EXERCISE DESCRIPTION
Each line of the material must reappear unchanged in the answer.

EXTRACTED MATERIAL
════════════════════

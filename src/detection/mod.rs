pub mod edges;
pub mod preprocessing;
pub mod source;

use image::RgbImage;

use crate::error::Result;
use crate::models::{ImageOrigin, PipelineConfig, PipelineRun};

/// Runs source acquisition, preprocessing and edge detection for one image
pub struct EdgeDetectionPipeline {
    config: PipelineConfig,
    progress: bool,
}

impl EdgeDetectionPipeline {
    pub fn new(config: PipelineConfig) -> Self {
        Self {
            config,
            progress: false,
        }
    }

    /// Print a line to stdout at each stage transition
    pub fn with_progress(mut self, progress: bool) -> Self {
        self.progress = progress;
        self
    }

    pub fn config(&self) -> &PipelineConfig {
        &self.config
    }

    fn report(&self, message: &str) {
        if self.progress {
            println!("{}", message);
        }
    }

    /// Run the full pipeline on the configured source
    pub fn run(&self) -> Result<PipelineRun> {
        self.config.validate()?;

        let (source, origin) = self.acquire()?;
        log::debug!("Source image {}x{} ({:?})", source.width(), source.height(), origin);

        // Step 1: Preprocess image
        self.report("Preprocessing image...");
        let stages = preprocessing::process(&source);

        // Step 2: Detect edges
        self.report("Detecting edges...");
        let edges = edges::detect(&stages.smoothed, self.config.thresholds)?;
        log::debug!(
            "Marked {} edge pixels (low={}, high={})",
            edges.pixels().filter(|p| p[0] == edges::EDGE).count(),
            self.config.thresholds.low,
            self.config.thresholds.high
        );

        Ok(PipelineRun {
            origin,
            source,
            stages,
            edges,
            thresholds: self.config.thresholds,
        })
    }

    /// Load the requested file, or synthesize the test image when asked to or when loading fails
    pub fn acquire(&self) -> Result<(RgbImage, ImageOrigin)> {
        let test_image_path = self.config.output_directory.join(source::TEST_IMAGE_FILE);
        let (width, height) = self.config.synthetic_size;

        let requested = match (&self.config.source_path, self.config.use_synthetic_image) {
            (Some(path), false) => path,
            _ => {
                let image = source::synthesize_to(&test_image_path, width, height)?;
                self.report(&format!(
                    "Test image created and saved to {}",
                    test_image_path.display()
                ));
                return Ok((image, ImageOrigin::Synthesized(test_image_path)));
            }
        };

        self.report("Loading image...");
        match source::load(requested) {
            Ok(image) => Ok((image, ImageOrigin::Loaded(requested.clone()))),
            Err(e) => {
                log::warn!("Falling back to a synthetic image: {}", e);
                self.report(&format!("Error loading image: {}", e));
                self.report("Creating a test image instead.");

                let image = source::synthesize_to(&test_image_path, width, height)?;
                self.report(&format!(
                    "Test image created and saved to {}",
                    test_image_path.display()
                ));
                Ok((
                    image,
                    ImageOrigin::FallbackSynthesized {
                        requested: requested.clone(),
                        reason: e.to_string(),
                        written_to: test_image_path,
                    },
                ))
            }
        }
    }
}

#[cfg(test)]
mod tests {
    use super::*;
    use crate::error::Error;
    use crate::models::Thresholds;

    #[test]
    fn synthetic_run_writes_test_image() {
        let dir = tempfile::TempDir::new().unwrap();
        let config = PipelineConfig::synthetic(dir.path()).with_synthetic_size(120, 90);

        let run = EdgeDetectionPipeline::new(config).run().unwrap();

        assert_eq!(run.origin, ImageOrigin::Synthesized(dir.path().join(source::TEST_IMAGE_FILE)));
        assert!(dir.path().join(source::TEST_IMAGE_FILE).is_file());
        assert_eq!(run.dimensions(), (120, 90));
        assert_eq!(run.edges.dimensions(), (120, 90));
    }

    #[test]
    fn missing_file_falls_back_to_synthetic() {
        let dir = tempfile::TempDir::new().unwrap();
        let missing = dir.path().join("nope.png");
        let config = PipelineConfig::from_file(&missing, dir.path()).with_synthetic_size(100, 80);

        let run = EdgeDetectionPipeline::new(config).run().unwrap();

        match &run.origin {
            ImageOrigin::FallbackSynthesized {
                requested,
                written_to,
                ..
            } => {
                assert_eq!(requested, &missing);
                assert!(written_to.is_file());
            }
            other => panic!("expected fallback, got {other:?}"),
        }
        assert_eq!(run.dimensions(), (100, 80));
    }

    #[test]
    fn inverted_thresholds_fail_before_any_work() {
        let dir = tempfile::TempDir::new().unwrap();
        let config = PipelineConfig::synthetic(dir.path())
            .with_thresholds(Thresholds { low: 120, high: 60 });

        let result = EdgeDetectionPipeline::new(config).run();

        assert!(matches!(result, Err(Error::Parameter(_))));
        assert!(!dir.path().join(source::TEST_IMAGE_FILE).exists());
    }
}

════════════════════

OUTPUT OF THE EXERCISE
filename src/detection/mod.rs
pub mod edges;
pub mod preprocessing;
pub mod source;

use image::RgbImage;

use crate::error::Result;
use crate::models::{ImageOrigin, PipelineConfig, PipelineRun};

/// Runs source acquisition, preprocessing and edge detection for one image
pub struct EdgeDetectionPipeline {
    config: PipelineConfig,
    progress: bool,
}

impl EdgeDetectionPipeline {
    pub fn new(config: PipelineConfig) -> Self {
        Self {
            config,
            progress: false,
        }
    }

    /// Print a line to stdout at each stage transition
    pub fn with_progress(mut self, progress: bool) -> Self {
        self.progress = progress;
        self
    }

    pub fn config(&self) -> &PipelineConfig {
        &self.config
    }

    fn report(&self, message: &str) {
        if self.progress {
            println!("{}", message);
        }
    }

    /// Run the full pipeline on the configured source
    pub fn run(&self) -> Result<PipelineRun> {
        self.config.validate()?;

        let (source, origin) = self.acquire()?;
        log::debug!("Source image {}x{} ({:?})", source.width(), source.height(), origin);

        // Step 1: Preprocess image
        self.report("Preprocessing image...");
        let stages = preprocessing::process(&source);

        // Step 2: Detect edges
        self.report("Detecting edges...");
        let edges = edges::detect(&stages.smoothed, self.config.thresholds)?;
        log::debug!(
            "Marked {} edge pixels (low={}, high={})",
            edges.pixels().filter(|p| p[0] == edges::EDGE).count(),
            self.config.thresholds.low,
            self.config.thresholds.high
        );

        Ok(PipelineRun {
            origin,
            source,
            stages,
            edges,
            thresholds: self.config.thresholds,
        })
    }

    /// Load the requested file, or synthesize the test image when asked to or when loading fails
    pub fn acquire(&self) -> Result<(RgbImage, ImageOrigin)> {
        let test_image_path = self.config.output_directory.join(source::TEST_IMAGE_FILE);
        let (width, height) = self.config.synthetic_size;

        let requested = match (&self.config.source_path, self.config.use_synthetic_image) {
            (Some(path), false) => path,
            _ => {
                let image = source::synthesize_to(&test_image_path, width, height)?;
                self.report(&format!(
                    "Test image created and saved to {}",
                    test_image_path.display()
                ));
                return Ok((image, ImageOrigin::Synthesized(test_image_path)));
            }
        };

        self.report("Loading image...");
        match source::load(requested) {
            Ok(image) => Ok((image, ImageOrigin::Loaded(requested.clone()))),
            Err(e) => {
                log::warn!("Falling back to a synthetic image: {}", e);
                self.report(&format!("Error loading image: {}", e));
                self.report("Creating a test image instead.");

                let image = source::synthesize_to(&test_image_path, width, height)?;
                self.report(&format!(
                    "Test image created and saved to {}",
                    test_image_path.display()
                ));
                Ok((
                    image,
                    ImageOrigin::FallbackSynthesized {
                        requested: requested.clone(),
                        reason: e.to_string(),
                        written_to: test_image_path,
                    },
                ))
            }
        }
    }
}

#[cfg(test)]
mod tests {
    use super::*;
    use crate::error::Error;
    use crate::models::Thresholds;

    #[test]
    fn synthetic_run_writes_test_image() {
        let dir = tempfile::TempDir::new().unwrap();
        let config = PipelineConfig::synthetic(dir.path()).with_synthetic_size(120, 90);

        let run = EdgeDetectionPipeline::new(config).run().unwrap();

        assert_eq!(run.origin, ImageOrigin::Synthesized(dir.path().join(source::TEST_IMAGE_FILE)));
        assert!(dir.path().join(source::TEST_IMAGE_FILE).is_file());
        assert_eq!(run.dimensions(), (120, 90));
        assert_eq!(run.edges.dimensions(), (120, 90));
    }

    #[test]
    fn missing_file_falls_back_to_synthetic() {
        let dir = tempfile::TempDir::new().unwrap();
        let missing = dir.path().join("nope.png");
        let config = PipelineConfig::from_file(&missing, dir.path()).with_synthetic_size(100, 80);

        let run = EdgeDetectionPipeline::new(config).run().unwrap();

        match &run.origin {
            ImageOrigin::FallbackSynthesized {
                requested,
                written_to,
                ..
            } => {
                assert_eq!(requested, &missing);
                assert!(written_to.is_file());
            }
            other => panic!("expected fallback, got {other:?}"),
        }
        assert_eq!(run.dimensions(), (100, 80));
    }

    #[test]
    fn inverted_thresholds_fail_before_any_work() {
        let dir = tempfile::TempDir::new().unwrap();
        let config = PipelineConfig::synthetic(dir.path())
            .with_thresholds(Thresholds { low: 120, high: 60 });

        let result = EdgeDetectionPipeline::new(config).run();

        assert!(matches!(result, Err(Error::Parameter(_))));
        assert!(!dir.path().join(source::TEST_IMAGE_FILE).exists());
    }
}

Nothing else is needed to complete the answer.